[PATCH] Add ktrace records for user page faults

Mon May 2 21:09:29 UTC 2011

On Monday, May 02, 2011 4:16:02 pm Kostik Belousov wrote:
> On Mon, May 02, 2011 at 04:02:02PM -0400, John Baldwin wrote:
> > On Monday, May 02, 2011 3:55:55 pm Kostik Belousov wrote:
> > > On Mon, May 02, 2011 at 03:37:19PM -0400, John Baldwin wrote:
> > > > One thing I have found useful is knowing when processes are in the kernel 
> > > > instead of in userland.  ktrace already provides records for syscall 
> > > > entry/exit.  The other major source of time spent in the kernel that I've seen 
> > > > is page fault handling.  To that end, I have a patch that adds ktrace records 
> > > > to the beginning and end of VM faults.  This gives a pair of records so a user 
> > > > can see how long a fault took (similar to how one can see how long a syscall 
> > > > takes now).  Sample output from kdump is below:
> > > > 
> > > >  47565 echo     CALL  mmap(0x800a87000,0x179000,PROT_READ|
> > > > PROT_WRITE,MAP_PRIVATE|MAP_ANON,0xffffffff,0)
> > > >  47565 echo     RET   mmap 34370777088/0x800a87000
> > > >  47565 echo     PFLT  0x800723000 VM_PROT_EXECUTE
> > > >  47565 echo     RET   KERN_SUCCESS
> > > >  47565 echo     CALL  munmap(0x800887000,0x179000)
> > > >  47565 echo     RET   munmap 0
> > > >  47565 echo     PFLT  0x800a00000 VM_PROT_WRITE
> > > >  47565 echo     RET   KERN_SUCCESS
> > > > 
> > > > The patch is available at www.freebsd.org/~jhb/patches/ktrace_fault.patch and 
> > > > included below.
> > > 
> > > One immediate detail is that trap() truncates the fault address to the
> > > page address, that arguably looses useful information.
> > 
> > It is true that it would be nice to have the exact faulting address, though
> > having page granularity has been sufficient for the few times I've actually
> > used the address itself (e.g. I could figure out which page of libstdc++ a
> > fault occurred on and narrow down from there as to which of the routines most
> > likely was executed given what the app was doing at the time).  In my case
> > knowing how much time was spent handling a page fault has been useful.
> > 
> > Would we have to push this logic out of vm_fault and into every trap() routine
> > to get the original address?  That would make the patch quite a bit bigger
> > (touching N MD files vs 1 MI file).
> 
> Or do the reverse, making vm_fault() do trunc_page() [if doing this
> change at all].

Ok.  That sounds sensible.

> Also, I want to note another small detail, that is relevant if you plan
> to MFC the change. In HEAD, vm_fault() is only called from trap()s, and
> in-kernel page reads where substituted by vm_fault_hold() calls. This is
> not true for stable.
> 
> Hm, was it indended to report faults from uiomove etc ?
> I had this change (that relates to OOM handling) for long time, and
> realized that it might be useful there.

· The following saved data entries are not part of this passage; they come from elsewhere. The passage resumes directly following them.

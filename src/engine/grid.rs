//! Bounds derivation and cell enumeration.
//!
//! The last window in each dimension must fit fully inside the observed
//! range, so the upper enumeration bound is `max - step`. Time is enumerated
//! on integer raw units; space is enumerated like a floating `arange` with a
//! small tolerance on the upper bound.

use crate::engine::params::GridParams;
use crate::trajectory::TrajectoryPoint;

/// Slack added to the upper space bound before enumeration.
pub const SPACE_TOLERANCE: f64 = 0.01;

/// One (time-window, space-window) cell in raw units.
#[derive(Debug, Clone, Copy, PartialEq)]
pub struct Cell {
    pub start_time: i64,
    pub end_time: i64,
    pub start_space: f64,
    pub end_space: f64,
}

/// The enumerated grid for one dataset and parameterization.
#[derive(Debug, Clone, PartialEq)]
pub struct GridSpec {
    pub time_min: i64,
    pub time_max: i64,
    pub time_step: i64,
    pub space_min: f64,
    pub space_max: f64,
    pub space_step: f64,
    pub num_time_bins: usize,
    pub num_space_bins: usize,
}

impl GridSpec {
    /// Derives the grid from the extents of `points`. Returns `None` for an
    /// empty point set.
    pub fn derive(points: &[TrajectoryPoint], params: &GridParams) -> Option<Self> {
        let first = points.first()?;
        let (mut t_lo, mut t_hi) = (first.time, first.time);
        let (mut s_lo, mut s_hi) = (first.position, first.position);
        for p in points {
            t_lo = t_lo.min(p.time);
            t_hi = t_hi.max(p.time);
            s_lo = s_lo.min(p.position);
            s_hi = s_hi.max(p.position);
        }

        let time_step = params.time_step;
        let space_step = params.space_step as f64;

        let time_min = t_lo.trunc() as i64;
        // a step wider than the representable range leaves no window
        let time_max = (t_hi.trunc() as i64).checked_sub(time_step);
        let space_min = s_lo;
        let space_max = s_hi - space_step;

        let num_time_bins = match time_max {
            Some(max) if max >= time_min => {
                ((max as i128 - time_min as i128) / time_step as i128 + 1) as usize
            }
            _ => 0,
        };
        let time_max = time_max.unwrap_or(i64::MIN);
        let num_space_bins = if space_max < space_min {
            0
        } else {
            ((space_max + SPACE_TOLERANCE - space_min) / space_step).ceil() as usize
        };

        Some(Self {
            time_min,
            time_max,
            time_step,
            space_min,
            space_max,
            space_step,
            num_time_bins,
            num_space_bins,
        })
    }

    pub fn num_cells(&self) -> usize {
        self.num_time_bins * self.num_space_bins
    }

    /// True when the window is larger than the data span in either dimension.
    pub fn is_degenerate(&self) -> bool {
        self.num_cells() == 0
    }

    pub fn start_time(&self, i: usize) -> i64 {
        // bounded by time_max, but the product alone can exceed i64
        (self.time_min as i128 + i as i128 * self.time_step as i128) as i64
    }

    /// `start + k * delta` with `delta` taken from the first two values, the
    /// same fill rule a floating `arange` uses.
    pub fn start_space(&self, k: usize) -> f64 {
        match k {
            0 => self.space_min,
            1 => self.space_min + self.space_step,
            _ => {
                let delta = (self.space_min + self.space_step) - self.space_min;
                self.space_min + k as f64 * delta
            }
        }
    }

    pub fn cell(&self, i: usize, k: usize) -> Cell {
        let start_time = self.start_time(i);
        let start_space = self.start_space(k);
        Cell {
            start_time,
            end_time: start_time + self.time_step,
            start_space,
            end_space: start_space + self.space_step,
        }
    }

    /// The `n`-th cell in output order, `n < num_cells()`.
    pub fn cell_at(&self, n: usize) -> Cell {
        self.cell(n / self.num_space_bins, n % self.num_space_bins)
    }

    /// All cells, time-major then space, i.e. in output order.
    pub fn cells(&self) -> impl Iterator<Item = Cell> + '_ {
        (0..self.num_cells()).map(move |n| self.cell_at(n))
    }
}

#[cfg(test)]
mod tests {
    use super::*;

    fn point(row: usize, time: f64, position: f64) -> TrajectoryPoint {
        TrajectoryPoint {
            row,
            vehicle_id: 1.0,
            time,
            position,
        }
    }

    fn params(time_step: i64, space_step: i64) -> GridParams {
        GridParams {
            time_step,
            space_step,
            time_scale: 1.0,
            ..Default::default()
        }
    }

    #[test]
    fn test_derive_empty() {
        assert!(GridSpec::derive(&[], &GridParams::default()).is_none());
    }

    #[test]
    fn test_single_window_fits_exactly() {
        let points = [point(0, 0.0, 0.0), point(1, 10.0, 10.0)];
        let grid = GridSpec::derive(&points, &params(10, 10)).unwrap();

        assert_eq!(grid.time_min, 0);
        assert_eq!(grid.time_max, 0);
        assert_eq!(grid.num_time_bins, 1);
        assert_eq!(grid.num_space_bins, 1);
        assert_eq!(
            grid.cell(0, 0),
            Cell {
                start_time: 0,
                end_time: 10,
                start_space: 0.0,
                end_space: 10.0
            }
        );
    }

    #[test]
    fn test_bin_counts() {
        // time 100..=1000 step 200 -> starts 100, 300, 500, 700
        // space 0..=350 step 100 -> starts 0, 100, 200 (250 + 0.01 bound)
        let points = [point(0, 100.0, 0.0), point(1, 1000.0, 350.0)];
        let grid = GridSpec::derive(&points, &params(200, 100)).unwrap();

        assert_eq!(grid.num_time_bins, 4);
        assert_eq!(grid.num_space_bins, 3);
        assert_eq!(grid.num_cells(), 12);
        assert_eq!(grid.start_time(3), 700);
        assert_eq!(grid.start_space(2), 200.0);
    }

    #[test]
    fn test_space_tolerance_includes_near_boundary() {
        // space_max = 199.995 - 100 = 99.995 which is within tolerance of 100
        let points = [point(0, 0.0, 0.0), point(1, 10.0, 199.995)];
        let grid = GridSpec::derive(&points, &params(10, 100)).unwrap();
        assert_eq!(grid.num_space_bins, 2);
    }

    #[test]
    fn test_time_min_truncates() {
        let points = [point(0, 5.7, 0.0), point(1, 25.9, 10.0)];
        let grid = GridSpec::derive(&points, &params(10, 10)).unwrap();
        assert_eq!(grid.time_min, 5);
        assert_eq!(grid.time_max, 15);
        assert_eq!(grid.num_time_bins, 2);
    }

    #[test]
    fn test_degenerate_window_larger_than_span() {
        let points = [point(0, 0.0, 0.0), point(1, 5.0, 500.0)];
        let grid = GridSpec::derive(&points, &params(10, 100)).unwrap();
        assert_eq!(grid.num_time_bins, 0);
        assert!(grid.is_degenerate());
        assert_eq!(grid.cells().count(), 0);
    }

    #[test]
    fn test_cells_ordered_time_major() {
        let points = [point(0, 0.0, 0.0), point(1, 30.0, 30.0)];
        let grid = GridSpec::derive(&points, &params(10, 10)).unwrap();
        let cells: Vec<_> = grid.cells().collect();

        assert_eq!(cells.len(), grid.num_cells());
        for pair in cells.windows(2) {
            let (a, b) = (pair[0], pair[1]);
            assert!(
                a.start_time < b.start_time
                    || (a.start_time == b.start_time && a.start_space < b.start_space)
            );
        }
    }

    #[test]
    fn test_huge_time_step_is_degenerate() {
        let points = [point(0, -10.0, 0.0), point(1, -5.0, 50.0)];
        let grid = GridSpec::derive(&points, &params(i64::MAX, 10)).unwrap();
        assert_eq!(grid.num_time_bins, 0);
        assert!(grid.is_degenerate());
    }

    #[test]
    fn test_wide_time_span_counts_bins() {
        // span of nearly the whole i64 range would overflow a plain subtraction
        let points = [point(0, -9.0e18, 0.0), point(1, 9.0e18, 50.0)];
        let grid = GridSpec::derive(&points, &params(3_000_000_000_000_000_000, 10)).unwrap();
        assert_eq!(grid.num_time_bins, 6);
        assert_eq!(grid.start_time(5), 6_000_000_000_000_000_000);
    }

    #[test]
    fn test_cell_at_matches_nested_order() {
        let points = [point(0, 0.0, 0.0), point(1, 30.0, 30.0)];
        let grid = GridSpec::derive(&points, &params(10, 10)).unwrap();
        assert_eq!(grid.cell_at(0), grid.cell(0, 0));
        assert_eq!(grid.cell_at(grid.num_space_bins), grid.cell(1, 0));
        assert_eq!(grid.cell_at(grid.num_cells() - 1), grid.cell(2, 2));
    }
}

I don't mind if it reports those faults as they will be bracketed by
a system call entry/exit.  However, I primarily care about user-initiated
faults.

> diff --git a/sys/amd64/amd64/trap.c b/sys/amd64/amd64/trap.c
> index 4e5f8b8..0d1e68f 100644
> --- a/sys/amd64/amd64/trap.c
> +++ b/sys/amd64/amd64/trap.c
> @@ -697,7 +697,8 @@ trap_pfault(frame, usermode)
>  		PROC_UNLOCK(p);
>  
>  		/* Fault in the user page: */
> -		rv = vm_fault(map, va, ftype, VM_FAULT_NORMAL);
> +		rv = vm_fault(map, va, ftype, VM_FAULT_NORMAL |
> +		    (usermode ? VM_FAULT_USERMODE : 0));
>  
>  		PROC_LOCK(p);
>  		--p->p_lock;
> diff --git a/sys/i386/i386/trap.c b/sys/i386/i386/trap.c
> index 5a8016c..236f295 100644
> --- a/sys/i386/i386/trap.c
> +++ b/sys/i386/i386/trap.c
> @@ -856,7 +856,8 @@ trap_pfault(frame, usermode, eva)
>  		PROC_UNLOCK(p);
>  
>  		/* Fault in the user page: */
> -		rv = vm_fault(map, va, ftype, VM_FAULT_NORMAL);
> +		rv = vm_fault(map, va, ftype, VM_FAULT_NORMAL |
> +		    (usermode ? VM_FAULT_USERMODE : 0));
>  
>  		PROC_LOCK(p);
>  		--p->p_lock;
> diff --git a/sys/vm/vm_fault.c b/sys/vm/vm_fault.c
> index d417a84..c1e87ae 100644
> --- a/sys/vm/vm_fault.c
> +++ b/sys/vm/vm_fault.c
> @@ -408,6 +408,11 @@ RetryFault:;
>  			 */
>  			fs.m = NULL;
>  			if (!vm_page_count_severe() || P_KILLED(curproc)) {
> +				if (P_KILLED(curproc) && (fault_flags &
> +				    VM_FAULT_USERMODE) != 0) {
> +					unlock_and_deallocate(&fs);
> +					return (KERN_RESOURCE_SHORTAGE);
> +				}
>  #if VM_NRESERVLEVEL > 0
>  				if ((fs.object->flags & OBJ_COLORED) == 0) {
>  					fs.object->flags |= OBJ_COLORED;
> diff --git a/sys/vm/vm_map.h b/sys/vm/vm_map.h
> index 5311e02..7444549 100644
> --- a/sys/vm/vm_map.h
> +++ b/sys/vm/vm_map.h
> @@ -326,6 +326,7 @@ long vmspace_wired_count(struct vmspace *vmspace);
>  #define VM_FAULT_NORMAL 0		/* Nothing special */
>  #define VM_FAULT_CHANGE_WIRING 1	/* Change the wiring as appropriate */
>  #define	VM_FAULT_DIRTY 2		/* Dirty the page; use w/VM_PROT_COPY */
> +#define	VM_FAULT_USERMODE 4		/* Fault initiated by usermode */
>  
>  /*
>   * The following "find_space" options are supported by vm_map_find()
> 

-- 
John Baldwin